Across the records below, how many lines include the string "engine"? State the number and nothing more.

[Stored data]

--

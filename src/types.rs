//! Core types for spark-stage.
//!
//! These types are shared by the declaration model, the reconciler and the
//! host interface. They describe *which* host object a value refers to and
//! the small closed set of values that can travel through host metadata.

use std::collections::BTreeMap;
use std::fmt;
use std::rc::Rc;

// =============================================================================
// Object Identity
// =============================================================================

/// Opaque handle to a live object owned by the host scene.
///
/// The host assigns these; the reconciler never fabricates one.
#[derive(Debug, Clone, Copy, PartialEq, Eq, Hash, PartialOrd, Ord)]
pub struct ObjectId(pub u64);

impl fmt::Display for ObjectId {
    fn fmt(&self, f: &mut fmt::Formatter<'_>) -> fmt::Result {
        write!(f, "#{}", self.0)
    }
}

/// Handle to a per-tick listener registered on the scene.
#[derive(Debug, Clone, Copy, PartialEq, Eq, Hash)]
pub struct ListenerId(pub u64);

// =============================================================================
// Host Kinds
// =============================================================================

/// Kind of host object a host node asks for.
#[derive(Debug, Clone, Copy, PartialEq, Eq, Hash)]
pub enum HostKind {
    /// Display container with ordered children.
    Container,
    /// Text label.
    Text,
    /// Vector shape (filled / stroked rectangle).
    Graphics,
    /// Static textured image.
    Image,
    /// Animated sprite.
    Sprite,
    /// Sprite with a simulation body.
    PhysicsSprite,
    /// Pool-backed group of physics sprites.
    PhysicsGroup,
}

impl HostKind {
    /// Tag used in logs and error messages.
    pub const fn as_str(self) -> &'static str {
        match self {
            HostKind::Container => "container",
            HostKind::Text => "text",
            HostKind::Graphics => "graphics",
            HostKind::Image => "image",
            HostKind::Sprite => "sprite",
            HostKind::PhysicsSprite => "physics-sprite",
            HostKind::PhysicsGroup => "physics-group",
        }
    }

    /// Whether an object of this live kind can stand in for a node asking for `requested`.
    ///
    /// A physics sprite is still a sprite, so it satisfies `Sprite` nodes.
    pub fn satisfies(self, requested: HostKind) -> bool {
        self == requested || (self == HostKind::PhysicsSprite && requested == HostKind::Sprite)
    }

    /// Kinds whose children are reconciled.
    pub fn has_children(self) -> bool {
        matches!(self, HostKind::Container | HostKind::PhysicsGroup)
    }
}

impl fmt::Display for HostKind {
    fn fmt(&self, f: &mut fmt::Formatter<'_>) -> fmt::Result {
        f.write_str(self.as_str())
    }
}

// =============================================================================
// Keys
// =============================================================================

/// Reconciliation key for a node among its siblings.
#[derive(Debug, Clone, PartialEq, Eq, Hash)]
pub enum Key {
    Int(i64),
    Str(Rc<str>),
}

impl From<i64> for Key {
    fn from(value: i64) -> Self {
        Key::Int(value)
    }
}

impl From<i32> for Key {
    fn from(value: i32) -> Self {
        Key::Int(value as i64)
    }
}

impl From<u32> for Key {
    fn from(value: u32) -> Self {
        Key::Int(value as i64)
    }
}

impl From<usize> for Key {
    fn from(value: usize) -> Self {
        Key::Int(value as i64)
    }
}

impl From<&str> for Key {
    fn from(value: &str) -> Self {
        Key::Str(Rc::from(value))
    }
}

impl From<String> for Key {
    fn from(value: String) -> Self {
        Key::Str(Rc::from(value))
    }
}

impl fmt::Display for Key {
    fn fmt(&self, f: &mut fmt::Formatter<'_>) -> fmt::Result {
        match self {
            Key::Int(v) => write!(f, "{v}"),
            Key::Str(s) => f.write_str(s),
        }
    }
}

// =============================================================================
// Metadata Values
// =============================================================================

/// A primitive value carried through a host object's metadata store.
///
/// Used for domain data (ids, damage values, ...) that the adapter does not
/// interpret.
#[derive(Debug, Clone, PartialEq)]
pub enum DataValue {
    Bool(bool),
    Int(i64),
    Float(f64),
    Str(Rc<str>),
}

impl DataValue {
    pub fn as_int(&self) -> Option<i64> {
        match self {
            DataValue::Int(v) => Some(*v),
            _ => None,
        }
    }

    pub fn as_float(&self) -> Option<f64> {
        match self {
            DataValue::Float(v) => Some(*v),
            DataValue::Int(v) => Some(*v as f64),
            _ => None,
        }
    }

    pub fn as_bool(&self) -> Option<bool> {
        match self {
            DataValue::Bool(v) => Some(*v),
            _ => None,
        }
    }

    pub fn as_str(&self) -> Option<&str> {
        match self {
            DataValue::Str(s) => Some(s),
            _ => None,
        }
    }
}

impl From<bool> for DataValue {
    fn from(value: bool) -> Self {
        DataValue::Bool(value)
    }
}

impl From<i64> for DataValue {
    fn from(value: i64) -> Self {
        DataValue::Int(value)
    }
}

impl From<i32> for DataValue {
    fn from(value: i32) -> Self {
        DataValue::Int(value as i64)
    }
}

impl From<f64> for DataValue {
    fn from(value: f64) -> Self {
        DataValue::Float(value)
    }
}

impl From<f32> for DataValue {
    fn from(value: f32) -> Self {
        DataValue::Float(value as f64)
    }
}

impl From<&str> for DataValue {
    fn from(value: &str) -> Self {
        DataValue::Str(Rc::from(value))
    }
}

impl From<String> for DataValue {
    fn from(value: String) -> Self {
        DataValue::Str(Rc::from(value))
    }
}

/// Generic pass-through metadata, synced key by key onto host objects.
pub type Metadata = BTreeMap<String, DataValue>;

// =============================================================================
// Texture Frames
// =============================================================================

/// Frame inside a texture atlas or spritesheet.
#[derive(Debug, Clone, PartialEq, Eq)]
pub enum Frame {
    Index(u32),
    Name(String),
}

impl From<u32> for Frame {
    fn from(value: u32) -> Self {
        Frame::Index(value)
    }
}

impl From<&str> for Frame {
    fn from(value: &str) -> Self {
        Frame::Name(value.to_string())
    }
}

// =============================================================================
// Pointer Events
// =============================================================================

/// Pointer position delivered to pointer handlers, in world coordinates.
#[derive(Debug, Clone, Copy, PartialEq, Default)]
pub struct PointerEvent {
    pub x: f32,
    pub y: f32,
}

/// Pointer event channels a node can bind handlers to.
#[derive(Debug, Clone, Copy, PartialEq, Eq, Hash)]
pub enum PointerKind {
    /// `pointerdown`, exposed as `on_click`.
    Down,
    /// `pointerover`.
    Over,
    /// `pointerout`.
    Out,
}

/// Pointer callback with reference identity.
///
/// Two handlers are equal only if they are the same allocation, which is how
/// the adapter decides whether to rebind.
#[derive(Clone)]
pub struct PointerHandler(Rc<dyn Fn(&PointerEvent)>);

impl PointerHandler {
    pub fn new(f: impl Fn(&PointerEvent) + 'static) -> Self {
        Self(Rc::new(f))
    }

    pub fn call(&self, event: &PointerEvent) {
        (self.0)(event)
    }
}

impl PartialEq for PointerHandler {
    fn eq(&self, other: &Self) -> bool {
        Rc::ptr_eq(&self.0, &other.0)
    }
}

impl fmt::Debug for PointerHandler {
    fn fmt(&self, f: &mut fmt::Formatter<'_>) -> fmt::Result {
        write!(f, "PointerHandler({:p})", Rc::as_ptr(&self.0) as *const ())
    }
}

--

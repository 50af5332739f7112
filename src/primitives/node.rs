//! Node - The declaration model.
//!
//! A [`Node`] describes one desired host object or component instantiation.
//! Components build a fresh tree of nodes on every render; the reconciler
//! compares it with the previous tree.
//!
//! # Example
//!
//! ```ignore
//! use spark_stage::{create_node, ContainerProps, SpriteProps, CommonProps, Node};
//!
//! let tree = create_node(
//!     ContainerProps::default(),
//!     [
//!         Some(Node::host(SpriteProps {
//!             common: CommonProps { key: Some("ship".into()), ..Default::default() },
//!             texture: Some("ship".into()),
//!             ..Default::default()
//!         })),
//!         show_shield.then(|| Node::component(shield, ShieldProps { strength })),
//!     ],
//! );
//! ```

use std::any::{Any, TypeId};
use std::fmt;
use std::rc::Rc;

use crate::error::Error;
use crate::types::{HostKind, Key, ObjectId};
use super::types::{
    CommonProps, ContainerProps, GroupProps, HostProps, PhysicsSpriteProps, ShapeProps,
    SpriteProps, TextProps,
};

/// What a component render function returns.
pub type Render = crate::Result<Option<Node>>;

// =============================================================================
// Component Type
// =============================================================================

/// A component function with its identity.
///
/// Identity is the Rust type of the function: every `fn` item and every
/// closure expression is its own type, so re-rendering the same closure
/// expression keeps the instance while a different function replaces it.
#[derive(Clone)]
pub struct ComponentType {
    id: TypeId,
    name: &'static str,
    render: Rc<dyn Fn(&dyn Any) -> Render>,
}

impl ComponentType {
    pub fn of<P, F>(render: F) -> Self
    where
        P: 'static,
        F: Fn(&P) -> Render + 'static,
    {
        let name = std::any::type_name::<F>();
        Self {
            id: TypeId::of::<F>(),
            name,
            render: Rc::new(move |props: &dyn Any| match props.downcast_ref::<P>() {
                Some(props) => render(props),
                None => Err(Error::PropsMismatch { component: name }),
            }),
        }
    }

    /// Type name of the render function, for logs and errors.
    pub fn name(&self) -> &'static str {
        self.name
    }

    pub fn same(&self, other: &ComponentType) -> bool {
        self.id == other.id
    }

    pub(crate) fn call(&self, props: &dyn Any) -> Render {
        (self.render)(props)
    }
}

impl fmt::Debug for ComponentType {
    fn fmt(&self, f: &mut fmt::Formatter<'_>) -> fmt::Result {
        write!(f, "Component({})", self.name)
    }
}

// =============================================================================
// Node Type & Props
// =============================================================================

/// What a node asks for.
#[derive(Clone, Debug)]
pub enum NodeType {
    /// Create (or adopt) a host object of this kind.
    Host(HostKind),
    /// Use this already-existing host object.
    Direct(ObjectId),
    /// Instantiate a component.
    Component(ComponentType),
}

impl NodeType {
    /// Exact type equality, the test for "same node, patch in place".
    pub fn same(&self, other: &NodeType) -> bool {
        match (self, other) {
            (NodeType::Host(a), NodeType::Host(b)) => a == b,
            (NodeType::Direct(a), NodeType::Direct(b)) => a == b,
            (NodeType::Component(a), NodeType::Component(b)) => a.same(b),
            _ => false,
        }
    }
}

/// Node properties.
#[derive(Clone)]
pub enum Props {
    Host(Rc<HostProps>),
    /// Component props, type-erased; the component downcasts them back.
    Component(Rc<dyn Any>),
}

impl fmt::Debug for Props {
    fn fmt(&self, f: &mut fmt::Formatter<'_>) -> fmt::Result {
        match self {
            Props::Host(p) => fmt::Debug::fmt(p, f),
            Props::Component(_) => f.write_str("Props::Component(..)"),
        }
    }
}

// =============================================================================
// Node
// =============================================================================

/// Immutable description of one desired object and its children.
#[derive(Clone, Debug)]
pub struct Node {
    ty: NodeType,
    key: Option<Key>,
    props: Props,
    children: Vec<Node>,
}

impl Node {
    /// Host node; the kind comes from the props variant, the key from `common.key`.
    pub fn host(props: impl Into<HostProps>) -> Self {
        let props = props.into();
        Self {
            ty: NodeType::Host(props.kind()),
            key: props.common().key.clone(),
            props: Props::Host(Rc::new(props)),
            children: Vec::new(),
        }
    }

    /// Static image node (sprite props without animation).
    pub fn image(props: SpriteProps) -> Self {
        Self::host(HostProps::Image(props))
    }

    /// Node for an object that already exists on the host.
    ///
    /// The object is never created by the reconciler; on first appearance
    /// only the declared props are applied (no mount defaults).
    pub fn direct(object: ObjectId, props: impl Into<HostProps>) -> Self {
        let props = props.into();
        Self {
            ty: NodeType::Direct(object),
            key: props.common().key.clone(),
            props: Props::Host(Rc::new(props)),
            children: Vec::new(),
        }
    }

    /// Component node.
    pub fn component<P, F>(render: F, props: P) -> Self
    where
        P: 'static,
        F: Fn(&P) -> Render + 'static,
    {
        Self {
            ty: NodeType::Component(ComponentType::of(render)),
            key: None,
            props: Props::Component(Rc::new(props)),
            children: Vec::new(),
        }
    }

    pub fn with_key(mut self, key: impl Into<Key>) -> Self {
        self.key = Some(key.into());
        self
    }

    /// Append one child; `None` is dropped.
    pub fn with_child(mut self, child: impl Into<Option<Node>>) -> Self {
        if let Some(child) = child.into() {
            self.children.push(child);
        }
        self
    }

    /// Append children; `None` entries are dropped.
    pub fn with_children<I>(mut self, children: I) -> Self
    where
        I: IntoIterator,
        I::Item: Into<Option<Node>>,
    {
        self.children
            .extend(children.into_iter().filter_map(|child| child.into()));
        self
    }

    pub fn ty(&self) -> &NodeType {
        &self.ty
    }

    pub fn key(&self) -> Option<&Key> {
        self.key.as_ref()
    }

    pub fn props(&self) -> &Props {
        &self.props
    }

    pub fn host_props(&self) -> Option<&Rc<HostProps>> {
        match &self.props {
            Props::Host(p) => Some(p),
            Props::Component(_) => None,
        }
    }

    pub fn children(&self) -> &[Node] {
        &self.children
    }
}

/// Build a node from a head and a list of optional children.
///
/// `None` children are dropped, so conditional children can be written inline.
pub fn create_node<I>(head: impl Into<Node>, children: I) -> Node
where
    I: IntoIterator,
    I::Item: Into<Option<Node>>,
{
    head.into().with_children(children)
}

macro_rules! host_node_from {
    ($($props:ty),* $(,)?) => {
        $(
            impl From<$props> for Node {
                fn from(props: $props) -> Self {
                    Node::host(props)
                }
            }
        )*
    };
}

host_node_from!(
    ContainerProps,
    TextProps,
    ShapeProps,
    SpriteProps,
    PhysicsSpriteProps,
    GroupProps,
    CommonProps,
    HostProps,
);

--

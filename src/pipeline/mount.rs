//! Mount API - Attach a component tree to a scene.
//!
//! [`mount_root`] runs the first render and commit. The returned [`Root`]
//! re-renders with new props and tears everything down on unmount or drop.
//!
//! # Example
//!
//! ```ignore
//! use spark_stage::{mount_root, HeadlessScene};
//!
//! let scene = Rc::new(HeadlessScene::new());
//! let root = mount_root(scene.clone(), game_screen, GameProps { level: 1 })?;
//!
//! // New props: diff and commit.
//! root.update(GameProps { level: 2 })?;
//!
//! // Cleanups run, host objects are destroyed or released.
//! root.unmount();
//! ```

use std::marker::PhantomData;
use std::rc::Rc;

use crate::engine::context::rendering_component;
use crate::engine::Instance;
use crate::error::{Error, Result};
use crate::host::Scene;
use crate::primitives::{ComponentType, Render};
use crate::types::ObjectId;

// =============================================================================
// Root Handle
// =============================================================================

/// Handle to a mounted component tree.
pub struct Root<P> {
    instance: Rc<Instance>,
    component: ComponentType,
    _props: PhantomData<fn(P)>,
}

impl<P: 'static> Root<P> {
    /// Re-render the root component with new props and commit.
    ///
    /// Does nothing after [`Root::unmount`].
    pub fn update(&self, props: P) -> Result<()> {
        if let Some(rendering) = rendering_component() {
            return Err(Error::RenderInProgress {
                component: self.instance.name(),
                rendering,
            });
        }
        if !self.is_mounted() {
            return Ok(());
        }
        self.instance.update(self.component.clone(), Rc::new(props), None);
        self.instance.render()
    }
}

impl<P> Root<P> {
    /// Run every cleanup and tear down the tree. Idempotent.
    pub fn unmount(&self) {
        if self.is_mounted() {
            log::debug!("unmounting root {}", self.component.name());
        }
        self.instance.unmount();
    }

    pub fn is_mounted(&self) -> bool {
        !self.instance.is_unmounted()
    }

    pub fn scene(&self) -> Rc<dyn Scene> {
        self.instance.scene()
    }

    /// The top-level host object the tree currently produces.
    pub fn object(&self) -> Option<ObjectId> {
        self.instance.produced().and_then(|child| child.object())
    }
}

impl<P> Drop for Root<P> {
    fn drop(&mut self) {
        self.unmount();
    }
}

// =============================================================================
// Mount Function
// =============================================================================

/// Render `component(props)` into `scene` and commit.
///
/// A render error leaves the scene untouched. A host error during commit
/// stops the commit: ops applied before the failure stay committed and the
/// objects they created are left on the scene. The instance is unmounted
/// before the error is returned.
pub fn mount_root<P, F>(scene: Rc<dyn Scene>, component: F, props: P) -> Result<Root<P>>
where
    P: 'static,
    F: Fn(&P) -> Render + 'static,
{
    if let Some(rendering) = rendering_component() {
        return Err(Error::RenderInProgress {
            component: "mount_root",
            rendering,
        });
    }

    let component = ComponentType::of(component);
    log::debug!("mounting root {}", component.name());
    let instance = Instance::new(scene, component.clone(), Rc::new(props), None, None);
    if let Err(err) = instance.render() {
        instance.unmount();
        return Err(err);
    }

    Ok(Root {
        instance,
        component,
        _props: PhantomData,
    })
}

--

Task output -
2